Hasta principios del siglo XXI la Fonda de Cerritos, ubicada en el cruce hacia La Virginia, atendió a los viajeros que recorrían la concurrida ruta hacia los Valles del Cauca y Risaralda. Don Ramón Correa había instalado ese negocio en una vieja y amplia casona, en cercanías del antiguo poblado indígena de Pindaná de los Cerrillos, a su muerte le sucedió su hijo Bernardo Correa Bernal, un hombre corpulento y afable que nació en la fonda y vivió en ella durante toda su vida.
Cerritos fue una fonda de leyenda con fuegos fatuos y aparecidos. Los guaqueros decían que la casona estaba sobre un antiguo cementerio Quimbaya y que alrededor se percibía el hálito de la desaparecida aldea de Pindaná de los Cerrillos.
Don Bernardo Correa fue testigo de la transformación del camino de trocha de tremedales y rodeada de monte cerrado pasó a carretera polvorienta; luego en vía pavimentada, para convertirse a fines del siglo veinte en amplia avenida de cuatro carriles.
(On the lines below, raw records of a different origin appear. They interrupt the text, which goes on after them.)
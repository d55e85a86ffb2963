//! Viewer workflows: OAuth login, logout, and wallet onboarding.

use std::sync::Arc;

use super::error::{DomainError, DomainResult};
use super::ids::UserId;
use super::ports::{IdentityProvider, PaymentGateway, StoreError, UserStore};
use super::user::User;
use super::viewer::{SessionCredentials, Viewer, authorize};

/// Session mutation the transport layer must apply after an operation.
#[derive(Debug, Clone, PartialEq, Eq)]
pub enum SessionDirective {
    /// Store the viewer id in the session cookie.
    SetViewer(UserId),
    /// Remove any stored viewer.
    Purge,
    /// Leave the session untouched.
    Keep,
}

/// Outcome of a login or logout attempt.
#[derive(Debug, Clone, PartialEq, Eq)]
pub struct LoginOutcome {
    pub viewer: Viewer,
    pub session: SessionDirective,
}

/// Orchestrates viewer identity against the identity provider, the user
/// store, and the payment gateway.
#[derive(Clone)]
pub struct ViewerService {
    users: Arc<dyn UserStore>,
    identity: Arc<dyn IdentityProvider>,
    payments: Arc<dyn PaymentGateway>,
}

impl ViewerService {
    /// Create a service over the given adapters.
    pub fn new(
        users: Arc<dyn UserStore>,
        identity: Arc<dyn IdentityProvider>,
        payments: Arc<dyn PaymentGateway>,
    ) -> Self {
        Self {
            users,
            identity,
            payments,
        }
    }

    /// Authorization URL clients are redirected to for login.
    pub fn auth_url(&self) -> String {
        self.identity.auth_url()
    }

    /// Resolve the authenticated user for the request, if any.
    pub async fn authorize(&self, credentials: &SessionCredentials) -> DomainResult<Option<User>> {
        authorize(self.users.as_ref(), credentials)
            .await
            .map_err(store_error)
    }

    /// Log in, either by exchanging a provider code or from the session
    /// cookie. Both paths rotate the stored CSRF token.
    pub async fn log_in(
        &self,
        credentials: &SessionCredentials,
        code: Option<&str>,
    ) -> DomainResult<LoginOutcome> {
        let token = generate_token();
        match code {
            Some(code) => self.log_in_via_provider(code, &token).await,
            None => self.log_in_via_cookie(credentials, &token).await,
        }
    }

    async fn log_in_via_provider(&self, code: &str, token: &str) -> DomainResult<LoginOutcome> {
        let profile = self
            .identity
            .login(code)
            .await
            .map_err(|err| DomainError::internal(format!("identity login failed: {err}")))?;
        let user = self
            .users
            .upsert_identity(&profile, token)
            .await
            .map_err(store_error)?;
        let session = SessionDirective::SetViewer(user.id.clone());
        Ok(LoginOutcome {
            viewer: Viewer::from_user(&user),
            session,
        })
    }

    async fn log_in_via_cookie(
        &self,
        credentials: &SessionCredentials,
        token: &str,
    ) -> DomainResult<LoginOutcome> {
        let Some(viewer_id) = credentials.viewer_id.as_ref() else {
            return Ok(LoginOutcome {
                viewer: Viewer::anonymous(),
                session: SessionDirective::Purge,
            });
        };
        match self
            .users
            .rotate_token(viewer_id, token)
            .await
            .map_err(store_error)?
        {
            Some(user) => Ok(LoginOutcome {
                viewer: Viewer::from_user(&user),
                session: SessionDirective::Keep,
            }),
            // The cookie references a user that no longer exists.
            None => Ok(LoginOutcome {
                viewer: Viewer::anonymous(),
                session: SessionDirective::Purge,
            }),
        }
    }

    /// Log out the current viewer.
    pub fn log_out(&self) -> LoginOutcome {
        LoginOutcome {
            viewer: Viewer::anonymous(),
            session: SessionDirective::Purge,
        }
    }

    /// Exchange an onboarding code at the payment gateway and store the
    /// resulting wallet id on the viewer.
    pub async fn connect_wallet(
        &self,
        credentials: &SessionCredentials,
        code: &str,
    ) -> DomainResult<Viewer> {
        let viewer = self
            .authorize(credentials)
            .await?
            .ok_or_else(|| DomainError::unauthenticated("viewer cannot be found"))?;
        let wallet_id = self
            .payments
            .connect(code)
            .await
            .map_err(|err| DomainError::internal(format!("wallet grant failed: {err}")))?;
        let user = self
            .users
            .set_wallet(&viewer.id, Some(wallet_id))
            .await
            .map_err(store_error)?
            .ok_or_else(|| DomainError::not_found("viewer cannot be found"))?;
        Ok(Viewer::from_user(&user))
    }

    /// Deauthorise the viewer's wallet at the gateway and clear the stored id.
    pub async fn disconnect_wallet(&self, credentials: &SessionCredentials) -> DomainResult<Viewer> {
        let viewer = self
            .authorize(credentials)
            .await?
            .ok_or_else(|| DomainError::unauthenticated("viewer cannot be found"))?;
        let Some(wallet_id) = viewer.wallet_id.as_deref() else {
            return Err(DomainError::invalid_operation(
                "viewer has no connected wallet",
            ));
        };
        self.payments
            .disconnect(wallet_id)
            .await
            .map_err(|err| DomainError::internal(format!("wallet deauthorisation failed: {err}")))?;
        let user = self
            .users
            .set_wallet(&viewer.id, None)
            .await
            .map_err(store_error)?
            .ok_or_else(|| DomainError::not_found("viewer cannot be found"))?;
        Ok(Viewer::from_user(&user))
    }
}

/// The per-session CSRF token: 16 random bytes, hex-encoded.
fn generate_token() -> String {
    hex::encode(rand::random::<[u8; 16]>())
}

fn store_error(err: StoreError) -> DomainError {
    DomainError::persistence(err.to_string())
}

#[cfg(test)]
mod tests {
    use super::*;
    use crate::domain::error::ErrorCode;
    use crate::domain::ports::{
        GatewayError, IdentityProfile, MockIdentityProvider, MockPaymentGateway, MockUserStore,
    };

    fn profile() -> IdentityProfile {
        IdentityProfile {
            id: UserId::new("identity-7").expect("valid id"),
            name: "Grace".into(),
            avatar: "https://img.invalid/grace.png".into(),
            contact: "grace@example.com".into(),
        }
    }

    fn stored_user(token: &str) -> User {
        User {
            id: UserId::new("identity-7").expect("valid id"),
            name: "Grace".into(),
            token: token.to_owned(),
            avatar: "https://img.invalid/grace.png".into(),
            contact: "grace@example.com".into(),
            wallet_id: None,
            income: 0,
            bookings: Vec::new(),
            listings: Vec::new(),
        }
    }

    fn service(
        users: MockUserStore,
        identity: MockIdentityProvider,
        payments: MockPaymentGateway,
    ) -> ViewerService {
        ViewerService::new(Arc::new(users), Arc::new(identity), Arc::new(payments))
    }

    #[test]
    fn generated_tokens_are_32_hex_chars_and_unique() {
        let first = generate_token();
        let second = generate_token();
        assert_eq!(first.len(), 32);
        assert!(first.chars().all(|c| c.is_ascii_hexdigit()));
        assert_ne!(first, second);
    }

    #[tokio::test]
    async fn login_with_code_upserts_the_profile_and_sets_the_session() {
        let mut identity = MockIdentityProvider::new();
        identity
            .expect_login()
            .withf(|code| code == "auth-code")
            .return_once(|_| Ok(profile()));
        let mut users = MockUserStore::new();
        users
            .expect_upsert_identity()
            .withf(|p, token| p.id.as_str() == "identity-7" && token.len() == 32)
            .returning(|_, token| Ok(stored_user(token)));

        let outcome = service(users, identity, MockPaymentGateway::new())
            .log_in(&SessionCredentials::default(), Some("auth-code"))
            .await
            .expect("login succeeds");
        assert_eq!(
            outcome.session,
            SessionDirective::SetViewer(UserId::new("identity-7").expect("valid id"))
        );
        assert_eq!(outcome.viewer.id.as_ref().map(UserId::as_str), Some("identity-7"));
        assert!(outcome.viewer.did_request);
    }

    #[tokio::test]
    async fn cookie_login_rotates_the_token_and_keeps_the_session() {
        let mut users = MockUserStore::new();
        users
            .expect_rotate_token()
            .withf(|id, token| id.as_str() == "identity-7" && token.len() == 32)
            .returning(|_, token| Ok(Some(stored_user(token))));

        let credentials = SessionCredentials {
            viewer_id: Some(UserId::new("identity-7").expect("valid id")),
            csrf_token: None,
        };
        let outcome = service(users, MockIdentityProvider::new(), MockPaymentGateway::new())
            .log_in(&credentials, None)
            .await
            .expect("login succeeds");
        assert_eq!(outcome.session, SessionDirective::Keep);
        assert!(outcome.viewer.token.is_some());
    }

    #[tokio::test]
    async fn cookie_login_for_a_vanished_user_purges_the_session() {
        let mut users = MockUserStore::new();
        users.expect_rotate_token().return_once(|_, _| Ok(None));

        let credentials = SessionCredentials {
            viewer_id: Some(UserId::new("identity-7").expect("valid id")),
            csrf_token: None,
        };
        let outcome = service(users, MockIdentityProvider::new(), MockPaymentGateway::new())
            .log_in(&credentials, None)
            .await
            .expect("login succeeds");
        assert_eq!(outcome.session, SessionDirective::Purge);
        assert_eq!(outcome.viewer, Viewer::anonymous());
    }

    #[tokio::test]
    async fn connect_wallet_requires_an_authenticated_viewer() {
        let mut users = MockUserStore::new();
        users
            .expect_find_by_id_and_token()
            .return_once(|_, _| Ok(None));

        let credentials = SessionCredentials {
            viewer_id: Some(UserId::new("identity-7").expect("valid id")),
            csrf_token: Some("stale".into()),
        };
        let err = service(users, MockIdentityProvider::new(), MockPaymentGateway::new())
            .connect_wallet(&credentials, "grant-code")
            .await
            .expect_err("anonymous connect must fail");
        assert_eq!(err.code(), ErrorCode::Unauthenticated);
    }

    #[tokio::test]
    async fn connect_wallet_stores_the_granted_account() {
        let mut users = MockUserStore::new();
        users
            .expect_find_by_id_and_token()
            .return_once(|_, _| Ok(Some(stored_user("tok"))));
        users
            .expect_set_wallet()
            .withf(|id, wallet| {
                id.as_str() == "identity-7" && wallet.as_deref() == Some("acct_42")
            })
            .return_once(|_, wallet| {
                let mut user = stored_user("tok");
                user.wallet_id = wallet;
                Ok(Some(user))
            });
        let mut payments = MockPaymentGateway::new();
        payments
            .expect_connect()
            .withf(|code| code == "grant-code")
            .return_once(|_| Ok("acct_42".into()));

        let credentials = SessionCredentials {
            viewer_id: Some(UserId::new("identity-7").expect("valid id")),
            csrf_token: Some("tok".into()),
        };
        let viewer = service(users, MockIdentityProvider::new(), payments)
            .connect_wallet(&credentials, "grant-code")
            .await
            .expect("connect succeeds");
        assert_eq!(viewer.wallet_id.as_deref(), Some("acct_42"));
    }

    #[tokio::test]
    async fn disconnect_without_a_wallet_is_an_invalid_operation() {
        let mut users = MockUserStore::new();
        users
            .expect_find_by_id_and_token()
            .return_once(|_, _| Ok(Some(stored_user("tok"))));

        let credentials = SessionCredentials {
            viewer_id: Some(UserId::new("identity-7").expect("valid id")),
            csrf_token: Some("tok".into()),
        };
        let err = service(users, MockIdentityProvider::new(), MockPaymentGateway::new())
            .disconnect_wallet(&credentials)
            .await
            .expect_err("walletless disconnect must fail");
        assert_eq!(err.code(), ErrorCode::InvalidOperation);
    }

    #[tokio::test]
    async fn failed_grant_does_not_touch_the_store() {
        let mut users = MockUserStore::new();
        users
            .expect_find_by_id_and_token()
            .return_once(|_, _| Ok(Some(stored_user("tok"))));
        let mut payments = MockPaymentGateway::new();
        payments
            .expect_connect()
            .return_once(|_| Err(GatewayError::rejected("bad grant")));

        let credentials = SessionCredentials {
            viewer_id: Some(UserId::new("identity-7").expect("valid id")),
            csrf_token: Some("tok".into()),
        };
        let err = service(users, MockIdentityProvider::new(), payments)
            .connect_wallet(&credentials, "grant-code")
            .await
            .expect_err("failed grant must fail");
        assert_eq!(err.code(), ErrorCode::Internal);
    }
}
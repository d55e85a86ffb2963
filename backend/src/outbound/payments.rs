//! Stripe-backed payment gateway adapter.
//!
//! Owns transport details only: request serialisation, timeout and HTTP
//! error mapping, and JSON decoding of charge and OAuth responses. Charges
//! are captured on the platform account with a destination connected
//! account and an application fee retained per charge.

use std::time::Duration;

use async_trait::async_trait;
use reqwest::{Client, Url};
use serde::Deserialize;

use crate::domain::ports::{GatewayError, PaymentGateway};

use super::http::{map_status_error, map_transport_error};

/// Application fee retained on every charge, in percent of the amount.
const APPLICATION_FEE_PERCENT: i64 = 5;

const DEFAULT_TIMEOUT: Duration = Duration::from_secs(30);

/// Account and endpoint settings for the Stripe adapter.
#[derive(Debug, Clone)]
pub struct StripeConfig {
    /// API origin, e.g. `https://api.stripe.com`.
    pub api_base: Url,
    /// Platform secret key used as the bearer credential.
    pub secret_key: String,
    /// Platform client id, required for deauthorisation.
    pub client_id: String,
}

/// Stripe adapter implementing the [`PaymentGateway`] port.
pub struct StripeGateway {
    client: Client,
    config: StripeConfig,
}

impl StripeGateway {
    /// Build an adapter with the default request timeout.
    ///
    /// # Errors
    ///
    /// Returns an error when the reqwest client cannot be constructed.
    pub fn new(config: StripeConfig) -> Result<Self, reqwest::Error> {
        Self::with_timeout(config, DEFAULT_TIMEOUT)
    }

    /// Build an adapter with an explicit request timeout.
    ///
    /// # Errors
    ///
    /// Returns an error when the reqwest client cannot be constructed.
    pub fn with_timeout(config: StripeConfig, timeout: Duration) -> Result<Self, reqwest::Error> {
        let client = Client::builder().timeout(timeout).build()?;
        Ok(Self { client, config })
    }

    fn endpoint(&self, path: &str) -> Result<Url, GatewayError> {
        self.config
            .api_base
            .join(path)
            .map_err(|err| GatewayError::transport(format!("invalid endpoint {path}: {err}")))
    }
}

#[derive(Debug, Deserialize)]
struct ChargeDto {
    status: String,
}

#[derive(Debug, Deserialize)]
struct ConnectDto {
    stripe_user_id: String,
}

/// Fee retained by the platform, rounded to the nearest unit.
fn application_fee(amount: i64) -> i64 {
    (amount * APPLICATION_FEE_PERCENT + 50) / 100
}

fn parse_charge(body: &[u8]) -> Result<(), GatewayError> {
    let charge: ChargeDto = serde_json::from_slice(body)
        .map_err(|err| GatewayError::decode(format!("invalid charge payload: {err}")))?;
    if charge.status != "succeeded" {
        return Err(GatewayError::rejected(format!(
            "charge status {}",
            charge.status
        )));
    }
    Ok(())
}

fn parse_connect(body: &[u8]) -> Result<String, GatewayError> {
    let grant: ConnectDto = serde_json::from_slice(body)
        .map_err(|err| GatewayError::decode(format!("invalid grant payload: {err}")))?;
    Ok(grant.stripe_user_id)
}

#[async_trait]
impl PaymentGateway for StripeGateway {
    async fn charge(
        &self,
        amount: i64,
        source: &str,
        destination_account: &str,
    ) -> Result<(), GatewayError> {
        let response = self
            .client
            .post(self.endpoint("/v1/charges")?)
            .bearer_auth(&self.config.secret_key)
            .header("Stripe-Account", destination_account)
            .form(&[
                ("amount", amount.to_string()),
                ("currency", "usd".to_owned()),
                ("source", source.to_owned()),
                ("application_fee_amount", application_fee(amount).to_string()),
            ])
            .send()
            .await
            .map_err(map_transport_error)?;

        let status = response.status();
        let body = response.bytes().await.map_err(map_transport_error)?;
        if !status.is_success() {
            return Err(map_status_error(status, body.as_ref()));
        }
        parse_charge(body.as_ref())
    }

    async fn connect(&self, code: &str) -> Result<String, GatewayError> {
        let response = self
            .client
            .post(self.endpoint("/oauth/token")?)
            .bearer_auth(&self.config.secret_key)
            .form(&[("grant_type", "authorization_code"), ("code", code)])
            .send()
            .await
            .map_err(map_transport_error)?;

        let status = response.status();
        let body = response.bytes().await.map_err(map_transport_error)?;
        if !status.is_success() {
            return Err(map_status_error(status, body.as_ref()));
        }
        parse_connect(body.as_ref())
    }

    async fn disconnect(&self, account_id: &str) -> Result<(), GatewayError> {
        let response = self
            .client
            .post(self.endpoint("/oauth/deauthorize")?)
            .bearer_auth(&self.config.secret_key)
            .form(&[
                ("client_id", self.config.client_id.as_str()),
                ("stripe_user_id", account_id),
            ])
            .send()
            .await
            .map_err(map_transport_error)?;

        let status = response.status();
        let body = response.bytes().await.map_err(map_transport_error)?;
        if !status.is_success() {
            return Err(map_status_error(status, body.as_ref()));
        }
        Ok(())
    }
}

#[cfg(test)]
mod tests {
    use super::*;
    use rstest::rstest;

    #[rstest]
    #[case(100, 5)]
    #[case(400, 20)]
    #[case(10, 1)] // 0.5 rounds up
    #[case(9, 0)] // 0.45 rounds down
    #[case(0, 0)]
    fn application_fee_rounds_to_the_nearest_unit(#[case] amount: i64, #[case] expected: i64) {
        assert_eq!(application_fee(amount), expected);
    }

    #[test]
    fn captured_charge_parses_as_success() {
        assert!(parse_charge(br#"{ "status": "succeeded", "id": "ch_1" }"#).is_ok());
    }

    #[test]
    fn uncaptured_charge_is_rejected_with_its_status() {
        let error = parse_charge(br#"{ "status": "pending" }"#).expect_err("must fail");
        let GatewayError::Rejected { message } = error else {
            panic!("expected rejection, got {error:?}");
        };
        assert!(message.contains("pending"));
    }

    #[test]
    fn malformed_charge_payload_is_a_decode_error() {
        assert!(matches!(
            parse_charge(b"not json"),
            Err(GatewayError::Decode { .. })
        ));
    }

    #[test]
    fn grant_payload_yields_the_connected_account_id() {
        let account = parse_connect(br#"{ "stripe_user_id": "acct_42", "scope": "read_write" }"#)
            .expect("grant parses");
        assert_eq!(account, "acct_42");
    }
}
Don Bernardo recuerda que la trocha carreteable se empezó con convites y poca ayuda oficial. Los beneficiados regalaron los predios para el ensanche y con el liderazgo de José Sanint y Manuel Mejía Robledo, los hacendados reunieron peones y capataces para explanar el terreno y llevar recuas con material de afirmado.
El tráfico de la vía fue creciendo al ritmo del desarrollo de Pereira y de acuerdo con el flujo de las exportaciones por el Pacífico. Don Sinforoso Ocampo, notable personaje caldense, admirado por el movimiento de la carretera, la bautizó la Calle Real de Colombia.